De toegevoegde waarde van PE is volgens Wilde velerlei: ‘Het gaat niet alleen om veranderingen in de financieringsstructuur en managementstijl, maar ook wordt de strategie opnieuw geformuleerd. PE leidt bewezen tot meer werkgelegenheid en een versnelde ontwikkeling van de onderneming. Naast kapitaalverschaffing, zorgen participatiemaatschappijen als actieve aandeelhouders met een waardecongresvol netwerk en expertise, voor een professioneel klankbord voor het managementteam.’ Wat Pieter Wilde betreft, is er dus geen sprake van een paradox: ‘private equity leidt bewezen tot een nieuwe dynamiek, kennis en geld in de onderneming en werkt als katalysator.’
RISING TIDE LIFTS ALL BOATS
De opponent van Pieter Wilde, macro-econoom Kees de Kort wist met een gechargeerde, wat cynische verhandeling, de zaal in rep en roer te krijgen. De Kort is sinds 1984 actief in de beleggingswereld als onder meer bedrijf- en sectoranalist, vermogensbeheerder bij AFS Capital management en financieel journalist (ondermeer bij BNR Nieuwsradio). Hij is in staat om, zoals hij het zelf omschreef, ‘een niet door commerciële overwegingen gehinderd, persoonlijk commentaar’ te geven op de gebeurtenissen op financiële markten.
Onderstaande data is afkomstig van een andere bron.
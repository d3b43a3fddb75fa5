//! Back-office login and logout.

use axum::{Json, Router, extract::State, routing::post};
use chrono::{DateTime, Utc};
use serde::{Deserialize, Serialize};
use serde_json::{Value, json};
use tracing::instrument;

use super::ApiJson;
use crate::error::{Result, clear_sentry_user};
use crate::middleware::RequireAdmin;
use crate::services::auth::AdminProfile;
use crate::state::AppState;

/// Auth routes.
pub fn routes() -> Router<AppState> {
    Router::new()
        .route("/auth", post(login))
        .route("/auth/logout", post(logout))
}

/// Login body.
#[derive(Deserialize, Default)]
#[serde(default)]
pub struct LoginRequest {
    pub username: String,
    pub password: String,
}

impl std::fmt::Debug for LoginRequest {
    fn fmt(&self, f: &mut std::fmt::Formatter<'_>) -> std::fmt::Result {
        f.debug_struct("LoginRequest")
            .field("username", &self.username)
            .field("password", &"[REDACTED]")
            .finish()
    }
}

/// Successful login.
#[derive(Debug, Serialize)]
#[serde(rename_all = "camelCase")]
pub struct LoginResponse {
    pub success: bool,
    pub token: String,
    pub expires_at: DateTime<Utc>,
    pub admin: AdminProfile,
}

/// Verify credentials and issue a session token.
#[instrument(skip_all, fields(username = %request.username))]
pub async fn login(
    State(state): State<AppState>,
    ApiJson(request): ApiJson<LoginRequest>,
) -> Result<Json<LoginResponse>> {
    let outcome = state
        .auth()
        .login(request.username.trim(), &request.password)
        .await?;

    Ok(Json(LoginResponse {
        success: true,
        token: outcome.token,
        expires_at: outcome.session.expires_at,
        admin: outcome.admin,
    }))
}

/// Revoke the caller's session token.
#[instrument(skip_all, fields(admin_id = %admin.actor()))]
pub async fn logout(State(state): State<AppState>, admin: RequireAdmin) -> Result<Json<Value>> {
    state.auth().logout(&admin.token).await?;
    clear_sentry_user();
    Ok(Json(json!({ "success": true })))
}
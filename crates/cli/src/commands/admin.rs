//! Admin account helpers.
//!
//! # Usage
//!
//! ```bash
//! hc-cli admin hash-password 's3cret'
//! ```
//!
//! Paste the printed hash into the admin's `password` field in the document.

use honor_culture_server::services::auth::{self, AuthError};
use secrecy::{ExposeSecret, SecretString};
use tracing::info;

/// Hash `password` with Argon2id and log the PHC string.
///
/// # Errors
///
/// Returns `AuthError::PasswordHash` if hashing fails.
pub fn hash_password(password: SecretString) -> Result<(), AuthError> {
    let hash = auth::hash_password(password.expose_secret())?;
    info!(%hash, "Password hashed");
    Ok(())
}
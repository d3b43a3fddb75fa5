//! Honor Culture store server library.
//!
//! The storefront and back-office JSON API as a library, so the router can
//! be driven in-process by tests and reused by the CLI.

#![cfg_attr(not(test), forbid(unsafe_code))]

pub mod config;
pub mod error;
pub mod middleware;
pub mod routes;
pub mod services;
pub mod state;
pub mod store;
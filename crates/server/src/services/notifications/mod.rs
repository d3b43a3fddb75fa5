//! Outbound notifications for orders and contact form submissions.
//!
//! Delivery is best-effort: [`NotificationDispatcher::dispatch`] spawns the
//! send and returns immediately, logging any failure. Only the smoke test
//! endpoint awaits delivery through [`NotificationDispatcher::send_now`].

mod error;
pub mod messages;
mod telegram;

use std::sync::Arc;

use async_trait::async_trait;
use tracing::{debug, warn};

pub use error::NotifyError;
pub use telegram::TelegramNotifier;

use crate::config::TelegramConfig;

/// A channel that can deliver a plain text message.
#[async_trait]
pub trait Notifier: Send + Sync {
    /// Deliver `message`.
    ///
    /// # Errors
    ///
    /// Returns `NotifyError` if the message was not accepted.
    async fn notify(&self, message: &str) -> Result<(), NotifyError>;
}

/// Routes messages to the configured notifier, if any.
#[derive(Clone, Default)]
pub struct NotificationDispatcher {
    notifier: Option<Arc<dyn Notifier>>,
}

impl std::fmt::Debug for NotificationDispatcher {
    fn fmt(&self, f: &mut std::fmt::Formatter<'_>) -> std::fmt::Result {
        f.debug_struct("NotificationDispatcher")
            .field("configured", &self.is_configured())
            .finish()
    }
}

impl NotificationDispatcher {
    /// Wrap an explicit notifier.
    #[must_use]
    pub fn new(notifier: Arc<dyn Notifier>) -> Self {
        Self {
            notifier: Some(notifier),
        }
    }

    /// A dispatcher that drops every message.
    #[must_use]
    pub fn disabled() -> Self {
        Self::default()
    }

    /// Build from optional Telegram settings.
    ///
    /// # Errors
    ///
    /// Returns `NotifyError` if the HTTP client cannot be built.
    pub fn from_config(config: Option<&TelegramConfig>) -> Result<Self, NotifyError> {
        match config {
            Some(config) => Ok(Self::new(Arc::new(TelegramNotifier::new(config)?))),
            None => Ok(Self::disabled()),
        }
    }

    /// Whether a notifier is configured.
    #[must_use]
    pub fn is_configured(&self) -> bool {
        self.notifier.is_some()
    }

    /// Send `message` in the background.
    ///
    /// Never blocks the caller and never reports failure; errors are logged
    /// with the `event` label.
    pub fn dispatch(&self, event: &'static str, message: String) {
        let Some(notifier) = self.notifier.clone() else {
            debug!(event, "Notifications not configured, skipping");
            return;
        };

        tokio::spawn(async move {
            match notifier.notify(&message).await {
                Ok(()) => debug!(event, "Notification delivered"),
                Err(e) => warn!(event, error = %e, "Notification delivery failed"),
            }
        });
    }

    /// Send `message` and wait for the outcome.
    ///
    /// # Errors
    ///
    /// Returns `NotifyError::NotConfigured` when no notifier is set, or the
    /// notifier's own error.
    pub async fn send_now(&self, message: &str) -> Result<(), NotifyError> {
        let notifier = self.notifier.as_ref().ok_or(NotifyError::NotConfigured)?;
        notifier.notify(message).await
    }
}
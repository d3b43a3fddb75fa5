//! The single JSON document holding every collection.

use serde::{Deserialize, Serialize};

use crate::admin::Admin;
use crate::audit::AuditEntry;
use crate::catalog::{Category, Product};
use crate::order::Order;

/// Entire persisted state.
///
/// Missing top-level keys deserialize as empty collections.
#[derive(Debug, Clone, Default, PartialEq, Serialize, Deserialize)]
#[serde(rename_all = "camelCase")]
pub struct Document {
    #[serde(default)]
    pub products: Vec<Product>,
    #[serde(default)]
    pub categories: Vec<Category>,
    #[serde(default)]
    pub admins: Vec<Admin>,
    #[serde(default)]
    pub orders: Vec<Order>,
    #[serde(default)]
    pub audit_log: Vec<AuditEntry>,
}
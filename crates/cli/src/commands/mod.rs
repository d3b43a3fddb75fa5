//! CLI command implementations.

pub mod admin;
pub mod audit;
pub mod store;
//! Audit log.
//!
//! Entries are appended inside the same write as the mutation they
//! describe, so an action and its audit entry are persisted together.

use chrono::Utc;
use honor_culture_core::{AUDIT_LOG_CAPACITY, AuditAction, AuditEntry, AuditEntryId, Document};
use tracing::instrument;

use crate::store::{DocumentStore, unique_id};

/// Default number of entries returned by [`AuditService::recent`].
pub const DEFAULT_AUDIT_LIMIT: usize = 50;

/// Append an entry to `doc`, dropping the oldest beyond capacity.
pub fn append(doc: &mut Document, actor: &str, action: AuditAction, details: serde_json::Value) {
    let id = unique_id("log", |candidate| {
        doc.audit_log.iter().any(|e| e.id.as_str() == candidate)
    });

    doc.audit_log.push(AuditEntry {
        id: AuditEntryId::new(id),
        admin_id: actor.to_string(),
        action,
        details,
        timestamp: Utc::now(),
    });

    let overflow = doc.audit_log.len().saturating_sub(AUDIT_LOG_CAPACITY);
    if overflow > 0 {
        doc.audit_log.drain(..overflow);
    }
}

/// Read access to the audit log.
pub struct AuditService<'a> {
    store: &'a DocumentStore,
}

impl<'a> AuditService<'a> {
    /// Create a new audit service.
    #[must_use]
    pub const fn new(store: &'a DocumentStore) -> Self {
        Self { store }
    }

    /// The most recent `limit` entries, newest first.
    ///
    /// `limit` is clamped to the log capacity.
    #[instrument(skip(self))]
    pub async fn recent(&self, limit: usize) -> Vec<AuditEntry> {
        let limit = limit.min(AUDIT_LOG_CAPACITY);
        self.store
            .read(|doc| doc.audit_log.iter().rev().take(limit).cloned().collect())
            .await
    }
}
Dat deed hij dan ook door met volle overtuiging de knuppel in het hoenderhok te gooien. De Kort bleef in bestiale termen door de PE-markt niet met sprinkhanen, maar met een groot Afrikaans wildpark te vergelijken. ‘Er zijn agressieve en aardige dieren, moeilijke en makkelijke tijden. In theorie is private equity een goed fenomeen, maar er is teveel deal dwang en er lopen te veel me too-artiesten rond. Immers, als je in deze markt niet in staat bent veel geld te verdienen, word je algemeen als een sukkel beschouwd. Rising tide lifts all boats.’
Doordat institutionele beleggers private equity als een nieuwe asset class beschouwen, is de commerciële druk volgens de financieel journalist groot. ‘private equity is een sector geworden waarin té veel geld omgaat. Hierdoor zijn list en bedrog toegenomen; iedereen wil een graantje meepikken. Er zijn aardige dieren, maar het aantal agressieve is sterk gegroeid. Er zijn teveel excessen gekomen in deze florerende markt.’
RECENTE HAUSSE IS AFWIJKING
Het betoog van de macro-econoom ging met name in op de gevolgen van de Amerikaanse kredietcrisis voor de private equity-markt. ‘De gevolgen van de kredietcrisis zijn desastreus. In Amerika zijn ze duidelijk zichtbaar, maar ook Europese partijen worden geconfronteerd met grootschalige verliezen, terwijl tekenen van de crisis in landen als Groot-Brittannië en Spanje ook aantoonbaar zijn. Financiële markten zijn immers onlosmakelijk met elkaar verbonden over alle landsgrenzen heen. Ook in Nederland zijn andere tijden op komst. De houding van de banken is al totaal veranderd; men is voorzichtig, het risicomijdend denken is toegenomen.
De financiële realiteit verandert onherroepelijk de private equitymarkt. Er zijn verliezen op komst. Dit gecombineerd met de dealdruk, de toename van de moeizame exits en het gebrek aan goede managers, zal bij investeerders leiden tot een nieuw risicobesef en een verminderde hoeveelheid beschikbaar kapitaal.’
Het moraal van het verhaal van De Kort was dat de recente hausse in private equity een afwijking is van de trend. De toekomst zal weer ‘degelijk’ worden en het advies luidt om ‘snel en serieus rekening te houden met de veranderende omstandigheden’. Geen spraakmakender einde van een congres dan dit ongezouten advies in booming tijden. Het leidde in de zaal tot veel roering, vragen en een uitermate dynamisch borreluur.